ACTIVITY
Please repeat every entry that follows, keeping each one exactly the same.

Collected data
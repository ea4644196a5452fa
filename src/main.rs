use campus::commands::Cli;
use campus::libs::logging;

#[tokio::main]
async fn main() -> anyhow::Result<()> {
    dotenv::dotenv().ok();
    logging::init();

    Cli::menu().await
}
//! In-memory record store for a campus session.
//!
//! Each record kind is held in its own insertion-ordered collection, owned by
//! the session that created it. Collections are reached through the
//! [`Repository`] trait so every per-kind service can be handed a different
//! backing store, and [`table::Table`] is the default in-memory one.
//!
//! ## Features
//!
//! - **Create**: assigns a fresh unique id and prepends (most recent first)
//! - **Update**: whole-record replacement by id, no-op for unknown ids
//! - **Remove**: deletion by id, no-op for unknown ids
//! - **Transitions**: status changes validated by [`crate::libs::workflow`]
//!
//! ## Usage
//!
//! ```rust
//! use campus::store::{leaves::LeaveRequests, Repository};
//! use campus::store::seed;
//!
//! let mut leaves = LeaveRequests::seeded(seed::department_leave_requests());
//! leaves.approve("1");
//! assert_eq!(leaves.pending().len(), 2);
//! ```

use crate::libs::messages::Message;
use crate::libs::record::{Record, Tracked};
use crate::libs::workflow::{self, WorkflowError};
use crate::msg_warning;

/// Sample data used to seed fresh sessions.
pub mod seed;

/// Generic insertion-ordered table.
pub mod table;

/// Exam scheduling, progress and grading.
pub mod exams;
/// Course feedback submissions and instructor responses.
pub mod feedback;
/// Leave applications and department-head approval.
pub mod leaves;
pub mod materials;
/// Notice boards.
pub mod notices;

/// Storage contract for one record kind.
pub trait Repository<R: Record> {
    /// All records, most recent first.
    fn list(&self) -> &[R];

    /// Assigns a fresh id, prepends the record and returns it.
    fn create(&mut self, record: R) -> &R;

    /// Replaces the record with the given id. The stored id is kept.
    fn update(&mut self, id: &str, record: R) -> Option<&R>;

    fn remove(&mut self, id: &str) -> Option<R>;

    fn get(&self, id: &str) -> Option<&R> {
        self.list().iter().find(|record| record.id() == id)
    }

    fn len(&self) -> usize {
        self.list().len()
    }

    fn is_empty(&self) -> bool {
        self.list().is_empty()
    }
}

/// Outcome of a status change requested by id.
#[derive(Debug, PartialEq)]
pub enum Transition<'a, R> {
    Applied(&'a R),
    /// No record with that id; nothing changed.
    NotFound,
    /// The workflow does not allow the change; nothing changed.
    Refused(WorkflowError),
}

impl<'a, R> Transition<'a, R> {
    pub fn is_applied(&self) -> bool {
        matches!(self, Transition::Applied(_))
    }

    pub fn applied(self) -> Option<&'a R> {
        match self {
            Transition::Applied(record) => Some(record),
            _ => None,
        }
    }
}

/// Moves the record `id` to `target`, replacing its status (and note) as a
/// whole. Unknown ids and refused transitions leave the collection untouched;
/// refusals are reported as warnings.
pub fn set_status<'a, R, S>(repo: &'a mut S, id: &str, target: R::Status, note: Option<String>) -> Transition<'a, R>
where
    R: Tracked + Clone,
    S: Repository<R> + ?Sized,
{
    transition_with(repo, id, target, |record, next| record.apply_status(next, note))
}

/// Same contract as [`set_status`], with `apply` writing the new state and
/// any fields that travel with it (e.g. an exam result on grading).
pub fn transition_with<'a, R, S, F>(repo: &'a mut S, id: &str, target: R::Status, apply: F) -> Transition<'a, R>
where
    R: Tracked + Clone,
    S: Repository<R> + ?Sized,
    F: FnOnce(&mut R, R::Status),
{
    let mut record = match repo.get(id) {
        Some(record) => record.clone(),
        None => {
            tracing::debug!(id, "status change ignored: no such record");
            return Transition::NotFound;
        }
    };

    let from = record.status();
    match workflow::transition(from, target) {
        Ok(next) => {
            apply(&mut record, next);
            tracing::debug!(id, from = %from, to = %next, "status changed");
            match repo.update(id, record) {
                Some(stored) => Transition::Applied(stored),
                None => Transition::NotFound,
            }
        }
        Err(err) => {
            msg_warning!(Message::TransitionRefused(id.to_string(), err.to_string()));
            Transition::Refused(err)
        }
    }
}
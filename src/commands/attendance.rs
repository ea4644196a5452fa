use super::open_session;
use crate::{
    libs::{attendance, messages::Message, role::Role, session::Session, view::View},
    msg_info, msg_print, msg_warning,
};
use anyhow::Result;

pub fn cmd() -> Result<()> {
    let session = open_session(Role::Student)?;
    show(&session)
}

/// Per-course standing, the overall figure and the recent daily record.
pub fn show(session: &Session) -> Result<()> {
    msg_print!(Message::AttendanceHeader, true);
    if session.attendance.is_empty() {
        msg_info!(Message::NothingFound("attendance records".to_string()));
        return Ok(());
    }
    View::attendance(&session.attendance, &session.thresholds)?;

    let summary = attendance::summary(&session.attendance, &session.thresholds);
    msg_info!(Message::OverallAttendance(
        summary.attended_classes,
        summary.total_classes,
        summary.percentage
    ));
    for course in summary.at_risk {
        msg_warning!(Message::AttendanceBelowThreshold(course));
    }

    if !session.daily_attendance.is_empty() {
        msg_print!(Message::RecentAttendanceHeader, true);
        View::daily_attendance(&session.daily_attendance)?;
        let (present, late, absent) = attendance::mark_counts(&session.daily_attendance);
        msg_info!(Message::MarkCounts(present, late, absent));
    }
    Ok(())
}
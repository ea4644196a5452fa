use crate::libs::messages::macros::is_debug_mode;
use std::env;
use tracing_subscriber::EnvFilter;

/// Installs the fmt subscriber when debug mode is on. Outside debug mode the
/// message macros print directly, so no subscriber is needed.
///
/// `RUST_LOG` wins when set; otherwise `CAMPUS_DEBUG` selects the level
/// (any non-level value means `debug`).
pub fn init() {
    if !is_debug_mode() {
        return;
    }

    let filter = match env::var("RUST_LOG") {
        Ok(rust_log) => EnvFilter::new(rust_log),
        Err(_) => EnvFilter::new(debug_level(env::var("CAMPUS_DEBUG").ok().as_deref())),
    };

    // A subscriber may already be installed (tests); that is not an error here.
    let _ = tracing_subscriber::fmt().with_env_filter(filter).with_target(false).try_init();
}

fn debug_level(value: Option<&str>) -> &'static str {
    match value.map(|v| v.trim().to_lowercase()).as_deref() {
        Some("error") => "error",
        Some("warn") => "warn",
        Some("info") => "info",
        Some("trace") => "trace",
        _ => "debug",
    }
}

#[cfg(test)]
mod tests {
    use super::*;

    #[test]
    fn level_from_flag() {
        assert_eq!(debug_level(Some("1")), "debug");
        assert_eq!(debug_level(Some("TRACE")), "trace");
        assert_eq!(debug_level(None), "debug");
    }
}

SOLUTION FOR THIS PROBLEM
repository ea4644196a5452fa
filename src/main.rs
use campus::commands::Cli;
use campus::libs::logging;

#[tokio::main]
async fn main() -> anyhow::Result<()> {
    dotenv::dotenv().ok();
    logging::init();

    Cli::menu().await
}
//! In-memory record store for a campus session.
//!
//! Each record kind is held in its own insertion-ordered collection, owned by
//! the session that created it. Collections are reached through the
//! [`Repository`] trait so every per-kind service can be handed a different
//! backing store, and [`table::Table`] is the default in-memory one.
//!
//! ## Features
//!
//! - **Create**: assigns a fresh unique id and prepends (most recent first)
//! - **Update**: whole-record replacement by id, no-op for unknown ids
//! - **Remove**: deletion by id, no-op for unknown ids
//! - **Transitions**: status changes validated by [`crate::libs::workflow`]
//!
//! ## Usage
//!
//! ```rust
//! use campus::store::{leaves::LeaveRequests, Repository};
//! use campus::store::seed;
//!
//! let mut leaves = LeaveRequests::seeded(seed::department_leave_requests());
//! leaves.approve("1");
//! assert_eq!(leaves.pending().len(), 2);
//! ```

use crate::libs::messages::Message;
use crate::libs::record::{Record, Tracked};
use crate::libs::workflow::{self, WorkflowError};
use crate::msg_warning;

/// Sample data used to seed fresh sessions.
pub mod seed;

/// Generic insertion-ordered table.
pub mod table;

/// Exam scheduling, progress and grading.
pub mod exams;
/// Course feedback submissions and instructor responses.
pub mod feedback;
/// Leave applications and department-head approval.
pub mod leaves;
pub mod materials;
/// Notice boards.
pub mod notices;

/// Storage contract for one record kind.
pub trait Repository<R: Record> {
    /// All records, most recent first.
    fn list(&self) -> &[R];

    /// Assigns a fresh id, prepends the record and returns it.
    fn create(&mut self, record: R) -> &R;

    /// Replaces the record with the given id. The stored id is kept.
    fn update(&mut self, id: &str, record: R) -> Option<&R>;

    fn remove(&mut self, id: &str) -> Option<R>;

    fn get(&self, id: &str) -> Option<&R> {
        self.list().iter().find(|record| record.id() == id)
    }

    fn len(&self) -> usize {
        self.list().len()
    }

    fn is_empty(&self) -> bool {
        self.list().is_empty()
    }
}

/// Outcome of a status change requested by id.
#[derive(Debug, PartialEq)]
pub enum Transition<'a, R> {
    Applied(&'a R),
    /// No record with that id; nothing changed.
    NotFound,
    /// The workflow does not allow the change; nothing changed.
    Refused(WorkflowError),
}

impl<'a, R> Transition<'a, R> {
    pub fn is_applied(&self) -> bool {
        matches!(self, Transition::Applied(_))
    }

    pub fn applied(self) -> Option<&'a R> {
        match self {
            Transition::Applied(record) => Some(record),
            _ => None,
        }
    }
}

/// Moves the record `id` to `target`, replacing its status (and note) as a
/// whole. Unknown ids and refused transitions leave the collection untouched;
/// refusals are reported as warnings.
pub fn set_status<'a, R, S>(repo: &'a mut S, id: &str, target: R::Status, note: Option<String>) -> Transition<'a, R>
where
    R: Tracked + Clone,
    S: Repository<R> + ?Sized,
{
    transition_with(repo, id, target, |record, next| record.apply_status(next, note))
}

/// Same contract as [`set_status`], with `apply` writing the new state and
/// any fields that travel with it (e.g. an exam result on grading).
pub fn transition_with<'a, R, S, F>(repo: &'a mut S, id: &str, target: R::Status, apply: F) -> Transition<'a, R>
where
    R: Tracked + Clone,
    S: Repository<R> + ?Sized,
    F: FnOnce(&mut R, R::Status),
{
    let mut record = match repo.get(id) {
        Some(record) => record.clone(),
        None => {
            tracing::debug!(id, "status change ignored: no such record");
            return Transition::NotFound;
        }
    };

    let from = record.status();
    match workflow::transition(from, target) {
        Ok(next) => {
            apply(&mut record, next);
            tracing::debug!(id, from = %from, to = %next, "status changed");
            match repo.update(id, record) {
                Some(stored) => Transition::Applied(stored),
                None => Transition::NotFound,
            }
        }
        Err(err) => {
            msg_warning!(Message::TransitionRefused(id.to_string(), err.to_string()));
            Transition::Refused(err)
        }
    }
}
filename src/commands/attendance.rs
repository ea4644196a5452fa
use super::open_session;
use crate::{
    libs::{attendance, messages::Message, role::Role, session::Session, view::View},
    msg_info, msg_print, msg_warning,
};
use anyhow::Result;

pub fn cmd() -> Result<()> {
    let session = open_session(Role::Student)?;
    show(&session)
}

/// Per-course standing, the overall figure and the recent daily record.
pub fn show(session: &Session) -> Result<()> {
    msg_print!(Message::AttendanceHeader, true);
    if session.attendance.is_empty() {
        msg_info!(Message::NothingFound("attendance records".to_string()));
        return Ok(());
    }
    View::attendance(&session.attendance, &session.thresholds)?;

    let summary = attendance::summary(&session.attendance, &session.thresholds);
    msg_info!(Message::OverallAttendance(
        summary.attended_classes,
        summary.total_classes,
        summary.percentage
    ));
    for course in summary.at_risk {
        msg_warning!(Message::AttendanceBelowThreshold(course));
    }

    if !session.daily_attendance.is_empty() {
        msg_print!(Message::RecentAttendanceHeader, true);
        View::daily_attendance(&session.daily_attendance)?;
        let (present, late, absent) = attendance::mark_counts(&session.daily_attendance);
        msg_info!(Message::MarkCounts(present, late, absent));
    }
    Ok(())
}
repository ea4644196a5452fa
use crate::libs::messages::macros::is_debug_mode;
use std::env;
use tracing_subscriber::EnvFilter;

/// Installs the fmt subscriber when debug mode is on. Outside debug mode the
/// message macros print directly, so no subscriber is needed.
///
/// `RUST_LOG` wins when set; otherwise `CAMPUS_DEBUG` selects the level
/// (any non-level value means `debug`).
pub fn init() {
    if !is_debug_mode() {
        return;
    }

    let filter = match env::var("RUST_LOG") {
        Ok(rust_log) => EnvFilter::new(rust_log),
        Err(_) => EnvFilter::new(debug_level(env::var("CAMPUS_DEBUG").ok().as_deref())),
    };

    // A subscriber may already be installed (tests); that is not an error here.
    let _ = tracing_subscriber::fmt().with_env_filter(filter).with_target(false).try_init();
}

fn debug_level(value: Option<&str>) -> &'static str {
    match value.map(|v| v.trim().to_lowercase()).as_deref() {
        Some("error") => "error",
        Some("warn") => "warn",
        Some("info") => "info",
        Some("trace") => "trace",
        _ => "debug",
    }
}

#[cfg(test)]
mod tests {
    use super::*;

    #[test]
    fn level_from_flag() {
        assert_eq!(debug_level(Some("1")), "debug");
        assert_eq!(debug_level(Some("TRACE")), "trace");
        assert_eq!(debug_level(None), "debug");
    }
}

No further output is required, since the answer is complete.